A derrama de dinheiro público não foi suficiente para dar a vitória para o candidato incumbente, mas encurtou a distância que o separava de Lula no final do primeiro turno. A vantagem de 6 milhões de votos caiu para 2 milhões e ainda não está claro, para mim pelo menos, de onde vieram estes votos. Se as pesquisas estavam certas, os votos de Ciro e de Tebet vieram para Lula numa proporção de dois para um. O número de votos em branco e nulos ficaram idênticos aos das pesquisas e aos do primeiro turno, assim como o índice de abstenção. A votação em Lula cresceu no Nordeste, embora menos do que esperado. A única conclusão possível é que, uma parte do voto lulista do primeiro turno, passou para Bolsonaro no segundo. Os 500 mil votos Luzema em Minas Gerais devem ter sido parte importante desta migração, já que a vantagem de 5% de Lula sobre Bolsonaro naquele estado reduziu-se a 1%. Mas e os outros 3,5 milhões de votos? Bolsonaro aumentou a sua votação em todos os Estados, sendo que os ganhos maiores foram em São Paulo, mas também na região sul. Estes aumentos compensaram as votações alargadas em Lula no Nordeste e trouxeram o resultado para uma quase vitória de Bolsonaro.
As instituições encarregadas por zelar pelo equilíbrio de oportunidades exigido pelas leis eleitorais, em particular o TSE, não conseguiram controlar a onda de mentiras nas redes sociais, a derrama de dinheiro e o “assédio eleitoral” do patronato. E a cereja do bolo foi a tentativa da Polícia Rodoviária Federal de inibir o deslocamento dos eleitores na região Nordeste. Pareceu-me uma manobra desesperada, pois bloquear a passagem de 500 a 600 ônibus não teria o poder de mudar os resultados. O importante, neste caso, não foi o impacto desta irregularidade no uso de uma força do Estado para reforçar as chances do presidente, mas o fato em si mesmo, o engajamento de uma força armada no processo eleitoral, tomando partido por um candidato. As consequências ficaram claras já no dia seguinte às eleições, com a conivência desta mesma força com os bloqueios de estradas federais por caminhoneiros bolsonaristas.

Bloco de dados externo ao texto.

use chrono::{DateTime, Utc};
use rust_decimal::Decimal;
use serde::{Deserialize, Serialize};
use utoipa::{IntoParams, ToSchema};

use crate::entities::{stock_history, StockChangeReason};

/// One audit row about to be written. Built by the inventory service, never by clients.
#[derive(Debug, Clone)]
pub struct NewStockHistory {
    pub item_id: String,
    pub supplier_id: Option<String>,
    pub change: i32,
    pub reason: StockChangeReason,
    pub price_at_change: Option<Decimal>,
    pub created_by: String,
}

#[derive(Debug, Clone, Serialize, Deserialize, ToSchema)]
#[serde(rename_all = "camelCase")]
pub struct StockHistoryResponse {
    pub id: String,
    pub item_id: String,
    pub supplier_id: Option<String>,
    /// Signed quantity delta
    pub change: i32,
    pub reason: StockChangeReason,
    #[schema(value_type = Option<String>)]
    pub price_at_change: Option<Decimal>,
    pub created_by: String,
    pub timestamp: DateTime<Utc>,
}

impl From<stock_history::Model> for StockHistoryResponse {
    fn from(model: stock_history::Model) -> Self {
        Self {
            id: model.id,
            item_id: model.item_id,
            supplier_id: model.supplier_id,
            change: model.quantity_change,
            reason: model.reason,
            price_at_change: model.price_at_change,
            created_by: model.created_by,
            timestamp: model.created_at,
        }
    }
}

#[derive(Debug, Default, Deserialize, IntoParams)]
#[serde(rename_all = "camelCase")]
pub struct StockHistorySearchParams {
    /// Inclusive lower bound (RFC 3339 or local ISO date-time, read as UTC)
    #[serde(default, deserialize_with = "super::de_opt_instant")]
    #[param(value_type = Option<String>)]
    pub start_date: Option<DateTime<Utc>>,
    /// Inclusive upper bound
    #[serde(default, deserialize_with = "super::de_opt_instant")]
    #[param(value_type = Option<String>)]
    pub end_date: Option<DateTime<Utc>>,
    pub item_name: Option<String>,
    pub supplier_id: Option<String>,
    /// Zero-based page index
    pub page: Option<u64>,
    /// Page size, 50 by default and clamped to 1..=200
    pub size: Option<u64>,
}

/// Normalized filter handed to the repository
#[derive(Debug, Clone, Default)]
pub struct StockHistoryFilter {
    pub start: Option<DateTime<Utc>>,
    pub end: Option<DateTime<Utc>>,
    pub item_name: Option<String>,
    pub supplier_id: Option<String>,
}
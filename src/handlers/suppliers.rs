use axum::{
    extract::{
        rejection::{JsonRejection, QueryRejection},
        Json, Path, Query, State,
    },
    response::IntoResponse,
    routing::{get, post, put},
    Router,
};

use super::common::{
    created_response, json_body, no_content_response, query_params, success_response,
    validate_input,
};
use crate::{
    auth::AuthUser,
    dto::supplier::{SupplierRequest, SupplierResponse, SupplierSearchParams},
    errors::ApiError,
    AppState,
};

pub fn supplier_routes() -> Router<AppState> {
    Router::new()
        .route("/suppliers", get(list_suppliers))
        .route("/suppliers/search", get(search_suppliers))
        .route("/suppliers/:id", get(get_supplier))
}

pub fn supplier_admin_routes() -> Router<AppState> {
    Router::new()
        .route("/suppliers", post(create_supplier))
        .route("/suppliers/:id", put(update_supplier).delete(delete_supplier))
}

#[utoipa::path(
    get,
    path = "/api/suppliers",
    responses((status = 200, description = "All suppliers, by name", body = [SupplierResponse])),
    tag = "suppliers"
)]
pub async fn list_suppliers(State(state): State<AppState>) -> Result<impl IntoResponse, ApiError> {
    Ok(success_response(state.services.suppliers.list().await?))
}

#[utoipa::path(
    get,
    path = "/api/suppliers/{id}",
    params(("id" = String, Path, description = "Supplier id")),
    responses(
        (status = 200, description = "Supplier found", body = SupplierResponse),
        (status = 404, description = "Supplier not found", body = crate::errors::ErrorResponse),
    ),
    tag = "suppliers"
)]
pub async fn get_supplier(
    State(state): State<AppState>,
    Path(id): Path<String>,
) -> Result<impl IntoResponse, ApiError> {
    Ok(success_response(state.services.suppliers.get(&id).await?))
}

#[utoipa::path(
    get,
    path = "/api/suppliers/search",
    params(SupplierSearchParams),
    responses((status = 200, description = "Suppliers whose name contains the term", body = [SupplierResponse])),
    tag = "suppliers"
)]
pub async fn search_suppliers(
    State(state): State<AppState>,
    query: Result<Query<SupplierSearchParams>, QueryRejection>,
) -> Result<impl IntoResponse, ApiError> {
    let params = query_params(query)?;
    Ok(success_response(
        state.services.suppliers.search(&params.name).await?,
    ))
}

/// Ids are server-assigned; a request carrying one is rejected.
#[utoipa::path(
    post,
    path = "/api/suppliers",
    request_body = SupplierRequest,
    responses(
        (status = 201, description = "Supplier created", body = SupplierResponse,
            headers(("Location" = String, description = "URI of the new supplier"))),
        (status = 400, description = "Invalid supplier", body = crate::errors::ErrorResponse),
        (status = 403, description = "Admin role required", body = crate::errors::ErrorResponse),
        (status = 409, description = "Duplicate supplier name", body = crate::errors::ErrorResponse),
    ),
    tag = "suppliers"
)]
pub async fn create_supplier(
    State(state): State<AppState>,
    user: AuthUser,
    body: Result<Json<SupplierRequest>, JsonRejection>,
) -> Result<impl IntoResponse, ApiError> {
    let request = json_body(body)?;
    if request.id.as_deref().is_some_and(|id| !id.trim().is_empty()) {
        return Err(ApiError::BadRequest(
            "Supplier id must not be provided on create".to_string(),
        ));
    }
    validate_input(&request)?;
    let created = state
        .services
        .suppliers
        .create(&user.actor(), request)
        .await?;
    Ok(created_response(
        format!("/api/suppliers/{}", created.id),
        created,
    ))
}

#[utoipa::path(
    put,
    path = "/api/suppliers/{id}",
    params(("id" = String, Path, description = "Supplier id")),
    request_body = SupplierRequest,
    responses(
        (status = 200, description = "Supplier updated", body = SupplierResponse),
        (status = 400, description = "Invalid supplier or mismatched id", body = crate::errors::ErrorResponse),
        (status = 404, description = "Supplier not found", body = crate::errors::ErrorResponse),
        (status = 409, description = "Duplicate supplier name", body = crate::errors::ErrorResponse),
    ),
    tag = "suppliers"
)]
pub async fn update_supplier(
    State(state): State<AppState>,
    Path(id): Path<String>,
    body: Result<Json<SupplierRequest>, JsonRejection>,
) -> Result<impl IntoResponse, ApiError> {
    let request = json_body(body)?;
    if request.id.as_deref().map(str::trim) != Some(id.as_str()) {
        return Err(ApiError::BadRequest(
            "Path id and body id must match".to_string(),
        ));
    }
    validate_input(&request)?;
    let updated = state.services.suppliers.update(&id, request).await?;
    Ok(success_response(updated))
}

#[utoipa::path(
    delete,
    path = "/api/suppliers/{id}",
    params(("id" = String, Path, description = "Supplier id")),
    responses(
        (status = 204, description = "Supplier deleted"),
        (status = 404, description = "Supplier not found", body = crate::errors::ErrorResponse),
        (status = 409, description = "Supplier still has linked items", body = crate::errors::ErrorResponse),
    ),
    tag = "suppliers"
)]
pub async fn delete_supplier(
    State(state): State<AppState>,
    Path(id): Path<String>,
) -> Result<impl IntoResponse, ApiError> {
    state.services.suppliers.delete(&id).await?;
    Ok(no_content_response())
}
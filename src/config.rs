use config::{Config, ConfigError, Environment, File};
use serde::Deserialize;
use std::env;
use std::path::Path;
use thiserror::Error;
use tracing::{error, info};
use validator::{Validate, ValidationError, ValidationErrors};

/// Default values for configuration
const DEFAULT_LOG_LEVEL: &str = "info";
const DEFAULT_ENV: &str = "development";
const DEFAULT_PORT: u16 = 8080;
const CONFIG_DIR: &str = "config";
const DEV_DEFAULT_JWT_SECRET: &str =
    "this_is_a_development_secret_key_that_is_at_least_64_characters_long_for_testing";

/// Application configuration structure with validation
#[derive(Clone, Debug, Deserialize, Validate)]
#[serde(deny_unknown_fields)]
pub struct AppConfig {
    /// Database connection URL
    pub database_url: String,

    /// Secret used to sign session tokens (HS256)
    #[validate(length(min = 32), custom = "validate_jwt_secret")]
    pub jwt_secret: String,

    /// Session token lifetime in seconds
    #[serde(default = "default_jwt_expiration_secs")]
    pub jwt_expiration_secs: u64,

    /// Server host address
    pub host: String,

    /// Server port
    #[serde(default = "default_port")]
    pub port: u16,

    /// Application environment
    pub environment: String,

    /// Logging level
    #[serde(default = "default_log_level")]
    #[validate(custom = "validate_log_level")]
    pub log_level: String,

    /// Log in JSON format (structured logging)
    #[serde(default)]
    pub log_json: bool,

    /// Whether to run database migrations on startup
    #[serde(default)]
    pub auto_migrate: bool,

    /// CORS: comma-separated list of allowed origins (production)
    #[serde(default)]
    pub cors_allowed_origins: Option<String>,

    /// Allow permissive CORS fallback
    #[serde(default)]
    pub cors_allow_any_origin: bool,

    /// CORS: allow credentials
    #[serde(default = "default_true_bool")]
    pub cors_allow_credentials: bool,

    /// DB pool: max connections
    #[serde(default = "default_db_max_connections")]
    pub db_max_connections: u32,

    /// DB pool: min connections
    #[serde(default = "default_db_min_connections")]
    pub db_min_connections: u32,

    /// DB timeouts (seconds)
    #[serde(default = "default_db_connect_timeout_secs")]
    pub db_connect_timeout_secs: u64,
    #[serde(default = "default_db_idle_timeout_secs")]
    pub db_idle_timeout_secs: u64,
    #[serde(default = "default_db_acquire_timeout_secs")]
    pub db_acquire_timeout_secs: u64,

    /// Default page size for paginated API responses
    #[serde(default = "default_api_page_size")]
    pub api_default_page_size: u64,

    /// Maximum page size allowed for paginated API responses
    #[serde(default = "default_api_max_page_size")]
    pub api_max_page_size: u64,

    /// JWT issuer name
    #[serde(default = "default_auth_issuer")]
    pub auth_issuer: String,

    /// JWT audience
    #[serde(default = "default_auth_audience")]
    pub auth_audience: String,

    /// Comma-separated e-mail addresses that receive the ADMIN role on login
    #[serde(default)]
    pub admin_emails: Option<String>,

    /// Enables `POST /api/auth/login`, which issues a session for a bare e-mail address
    #[serde(default)]
    pub auth_local_login: bool,

    /// Marks the session cookie `Secure`
    #[serde(default = "default_true_bool")]
    pub session_cookie_secure: bool,
}

impl AppConfig {
    /// Creates a new configuration
    pub fn new(
        database_url: String,
        jwt_secret: String,
        host: String,
        port: u16,
        environment: String,
    ) -> Self {
        Self {
            database_url,
            jwt_secret,
            jwt_expiration_secs: default_jwt_expiration_secs(),
            host,
            port,
            environment,
            log_level: default_log_level(),
            log_json: false,
            auto_migrate: false,
            cors_allowed_origins: None,
            cors_allow_any_origin: false,
            cors_allow_credentials: default_true_bool(),
            db_max_connections: default_db_max_connections(),
            db_min_connections: default_db_min_connections(),
            db_connect_timeout_secs: default_db_connect_timeout_secs(),
            db_idle_timeout_secs: default_db_idle_timeout_secs(),
            db_acquire_timeout_secs: default_db_acquire_timeout_secs(),
            api_default_page_size: default_api_page_size(),
            api_max_page_size: default_api_max_page_size(),
            auth_issuer: default_auth_issuer(),
            auth_audience: default_auth_audience(),
            admin_emails: None,
            auth_local_login: false,
            session_cookie_secure: default_true_bool(),
        }
    }

    /// Checks if running in production environment
    pub fn is_production(&self) -> bool {
        self.environment.eq_ignore_ascii_case("production")
    }

    /// Checks if running in development environment
    pub fn is_development(&self) -> bool {
        self.environment.eq_ignore_ascii_case("development")
    }

    /// Returns true if explicit CORS origins are configured
    pub fn has_cors_allowed_origins(&self) -> bool {
        self.cors_allowed_origins
            .as_ref()
            .map(|raw| raw.split(',').any(|origin| !origin.trim().is_empty()))
            .unwrap_or(false)
    }

    /// Whether we should fall back to permissive CORS
    pub fn should_allow_permissive_cors(&self) -> bool {
        self.is_development() || self.cors_allow_any_origin
    }

    /// Normalized admin allow-list (trimmed, lowercase)
    pub fn admin_email_list(&self) -> Vec<String> {
        self.admin_emails
            .as_deref()
            .unwrap_or_default()
            .split(',')
            .map(|email| email.trim().to_ascii_lowercase())
            .filter(|email| !email.is_empty())
            .collect()
    }

    /// Gets log level reference
    pub fn log_level(&self) -> &str {
        &self.log_level
    }

    fn validate_additional_constraints(&self) -> Result<(), ValidationErrors> {
        let mut errors = ValidationErrors::new();

        if !self.should_allow_permissive_cors() && !self.has_cors_allowed_origins() {
            let mut err = ValidationError::new("cors_allowed_origins_required");
            err.message = Some(
                "Set APP__CORS_ALLOWED_ORIGINS for non-development environments or explicitly opt-in via APP__CORS_ALLOW_ANY_ORIGIN=true".into(),
            );
            errors.add("cors_allowed_origins", err);
        }

        if !self.is_development() && self.jwt_secret.trim() == DEV_DEFAULT_JWT_SECRET {
            let mut err = ValidationError::new("jwt_secret_default_dev");
            err.message = Some(
                "The bundled development JWT secret must not be used outside development. Set APP__JWT_SECRET to a unique, secure value."
                    .into(),
            );
            errors.add("jwt_secret", err);
        }

        if self.is_production() && self.auth_local_login {
            let mut err = ValidationError::new("auth_local_login_in_production");
            err.message = Some("APP__AUTH_LOCAL_LOGIN must not be enabled in production".into());
            errors.add("auth_local_login", err);
        }

        if self.api_default_page_size == 0 || self.api_default_page_size > self.api_max_page_size {
            let mut err = ValidationError::new("api_default_page_size");
            err.message =
                Some("api_default_page_size must be between 1 and api_max_page_size".into());
            errors.add("api_default_page_size", err);
        }

        if errors.errors().is_empty() {
            Ok(())
        } else {
            Err(errors)
        }
    }
}

/// Configuration loading errors
#[derive(Debug, Error)]
pub enum AppConfigError {
    #[error("Configuration loading failed: {0}")]
    Load(#[from] ConfigError),

    #[error("Configuration validation failed: {0}")]
    Validation(#[from] validator::ValidationErrors),
}

/// Default value functions
fn default_log_level() -> String {
    DEFAULT_LOG_LEVEL.to_string()
}

fn default_port() -> u16 {
    DEFAULT_PORT
}

fn default_jwt_expiration_secs() -> u64 {
    8 * 3600
}

fn default_db_max_connections() -> u32 {
    16
}
fn default_db_min_connections() -> u32 {
    2
}
fn default_db_connect_timeout_secs() -> u64 {
    30
}
fn default_db_idle_timeout_secs() -> u64 {
    600
}
fn default_db_acquire_timeout_secs() -> u64 {
    8
}
fn default_true_bool() -> bool {
    true
}

fn default_api_page_size() -> u64 {
    20
}

fn default_api_max_page_size() -> u64 {
    200
}

fn default_auth_issuer() -> String {
    "inventory-api".to_string()
}

fn default_auth_audience() -> String {
    "inventory-web".to_string()
}

/// Validates log level values
fn validate_log_level(level: &str) -> Result<(), ValidationError> {
    let valid_levels = ["trace", "debug", "info", "warn", "error"];
    if valid_levels.contains(&level.to_lowercase().as_str()) {
        Ok(())
    } else {
        let mut err = ValidationError::new("log_level");
        err.message = Some("Must be one of: trace, debug, info, warn, error".into());
        Err(err)
    }
}

fn validate_jwt_secret(secret: &str) -> Result<(), ValidationError> {
    let trimmed = secret.trim();

    const DISALLOWED: [&str; 3] = [
        "CHANGE_THIS_SECRET_IN_PRODUCTION",
        "your-secret-key",
        "default-secret-key",
    ];
    if DISALLOWED
        .iter()
        .any(|&bad| trimmed.eq_ignore_ascii_case(bad))
    {
        let mut err = ValidationError::new("jwt_secret");
        err.message = Some("JWT secret must be overridden with a secure random value".into());
        return Err(err);
    }

    if let Some(first) = trimmed.chars().next() {
        if trimmed.chars().all(|c| c == first) {
            let mut err = ValidationError::new("jwt_secret");
            err.message = Some("JWT secret cannot be a repeated character sequence".into());
            return Err(err);
        }
    }

    let unique_chars: std::collections::HashSet<char> = trimmed.chars().collect();
    if unique_chars.len() < 10 {
        let mut err = ValidationError::new("jwt_secret");
        err.message =
            Some("JWT secret must have at least 10 unique characters for adequate entropy".into());
        return Err(err);
    }

    Ok(())
}

/// Initializes tracing using the provided log level as the default filter
pub fn init_tracing(level: &str, json: bool) {
    use tracing_subscriber::{fmt, EnvFilter};

    let default_directive = format!("inventory_api={},tower_http=debug,sea_orm=warn", level);
    let filter_directive = env::var("RUST_LOG")
        .ok()
        .filter(|s| !s.trim().is_empty())
        .unwrap_or(default_directive);

    let filter = EnvFilter::new(filter_directive);
    if json {
        let _ = fmt().with_env_filter(filter).json().try_init();
    } else {
        let _ = fmt().with_env_filter(filter).try_init();
    }
}

/// Loads application configuration
///
/// Layers configuration sources in this order:
/// 1. Default config (config/default.toml)
/// 2. Environment-specific config (config/{env}.toml)
/// 3. Environment variables (APP__*)
pub fn load_config() -> Result<AppConfig, AppConfigError> {
    let run_env = env::var("RUN_ENV")
        .or_else(|_| env::var("APP_ENV"))
        .unwrap_or_else(|_| DEFAULT_ENV.to_string());
    info!("Loading configuration for environment: {}", run_env);

    if !Path::new(CONFIG_DIR).exists() {
        info!(
            "Config directory '{}' not found; relying on built-in defaults and environment variables",
            CONFIG_DIR
        );
    }

    let builder = Config::builder()
        .set_default("database_url", "sqlite://inventory.db?mode=rwc")?
        .set_default("host", "0.0.0.0")?
        .set_default("port", 8080)?
        .set_default("environment", run_env.as_str())?
        .set_default("log_level", DEFAULT_LOG_LEVEL)?
        .set_default("log_json", false)?
        .add_source(File::with_name(&format!("{}/default", CONFIG_DIR)).required(false))
        .add_source(File::with_name(&format!("{}/{}", CONFIG_DIR, run_env)).required(false));

    let config = builder
        .add_source(Environment::with_prefix("APP").separator("__"))
        .build()?;

    if config.get_string("jwt_secret").is_err() {
        error!("JWT secret is not configured. Set APP__JWT_SECRET to a secure random string.");
        return Err(AppConfigError::Load(ConfigError::NotFound(
            "jwt_secret is required but not configured. Set APP__JWT_SECRET environment variable."
                .into(),
        )));
    }

    let app_config: AppConfig = config.try_deserialize()?;

    app_config.validate().map_err(|e| {
        error!("Configuration validation failed: {:?}", e);
        AppConfigError::Validation(e)
    })?;

    app_config.validate_additional_constraints().map_err(|e| {
        error!("Configuration security validation failed: {:?}", e);
        AppConfigError::Validation(e)
    })?;

    info!("Configuration loaded successfully");
    Ok(app_config)
}
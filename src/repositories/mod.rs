//! Query objects over sea-orm, generic over [`sea_orm::ConnectionTrait`] so callers can pass
//! either the pool or an open transaction.

pub mod app_user;
pub mod inventory_item;
pub mod stock_history;
pub mod supplier;

pub use app_user::AppUserRepository;
pub use inventory_item::InventoryItemRepository;
pub use stock_history::StockHistoryRepository;
pub use supplier::SupplierRepository;

use sea_orm::sea_query::LikeExpr;

const LIKE_ESCAPE: char = '\\';

/// Lower-cased `%term%` pattern with LIKE wildcards in the term matched literally.
pub(crate) fn contains_pattern(term: &str) -> LikeExpr {
    LikeExpr::new(format!("%{}%", escape_like(&term.trim().to_lowercase()))).escape(LIKE_ESCAPE)
}

fn escape_like(term: &str) -> String {
    let mut escaped = String::with_capacity(term.len());
    for c in term.chars() {
        if matches!(c, '%' | '_' | LIKE_ESCAPE) {
            escaped.push(LIKE_ESCAPE);
        }
        escaped.push(c);
    }
    escaped
}

/// Zero-based page request with a size clamped to `1..=max`
#[derive(Debug, Clone, Copy, PartialEq, Eq)]
pub struct PageRequest {
    pub page: u64,
    pub size: u64,
}

impl PageRequest {
    pub fn new(page: Option<u64>, size: Option<u64>, default_size: u64, max_size: u64) -> Self {
        Self {
            page: page.unwrap_or(0),
            size: size.unwrap_or(default_size).clamp(1, max_size.max(1)),
        }
    }
}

A incapacidade do TSE controlar a PRF no domingo resultou na sua continuada agressão à lei na segunda feira.
Estamos diante de uma tentativa de golpe iniciada pelos caminhoneiros e empresários do agronegócio? Esta ação, que alguns estão chamando de Capitólio à brasileira, é parte de um plano maior?
Acho que não. O número de participantes nos bloqueios é pequeno, não mais do que 10 a 50 militantes ensandecidos bramando pela intervenção militar em cada um dos 573 eventos até agora registrados, sendo que 306 já foram dispersados. Dos 267 restantes, 49 são só manifestações no acostamento, 136 são interdições parciais e 89 são bloqueios totais. Acontece que mesmo este pequeno número de manifestantes pode fazer muita confusão e está fazendo, sobretudo porque a reação não se faz presente.
O STF ordenou que a PRF cumpra a sua missão de permitir a circulação de veículos e tomou uma outra decisão muito significativa, permitir que as polícias estaduais intervenham para dissolver os bloqueios nas estradas federais. Isto é um indicativo de que a corte suprema está declarando a sua impotência na tentativa de enquadrar a PRF. O risco desta medida gerar ainda mais instabilidade é grande. Já circulam informações sobre embates entre policiais federais e estaduais inclusive com a ameaça do uso da força pelas últimas. Há informações importantes de ações da população para desbloquear as rodovias, expulsando os bolsominions.
Mas o silêncio de Bolsonaro, visto como um ato deliberado para gerar confusão, me parece mais uma falta de coragem em dar o passo seguinte, repudiar o resultado das urnas e chamar seus apoiadores para as ruas em protestos em todo o país. A meu ver, Bolsonaro não se calou por cálculo político, mas por inércia frente à derrota eleitoral. Segundo informações “de cocheira” citadas pela Globo News, o presidente estaria em depressão frente ao que considera uma traição. Com efeito, não só vários de seus apaniguados apressaram-se em reconhecer a derrota do mito (Tarcísio, Damares, Zambeli, Lira, Zema, ex-ministros, o vice-presidente, outros) como até um dos seus filhos defende que o mito reconheça o resultado das urnas. A operação dos bloqueios não foi articulada e inclusive vários líderes bolsonaristas entre os caminhoneiros estão se posicionando contra estes atos. É uma ação espontânea de bolsonaristas desesperados que só prosperou pela ausência de reação.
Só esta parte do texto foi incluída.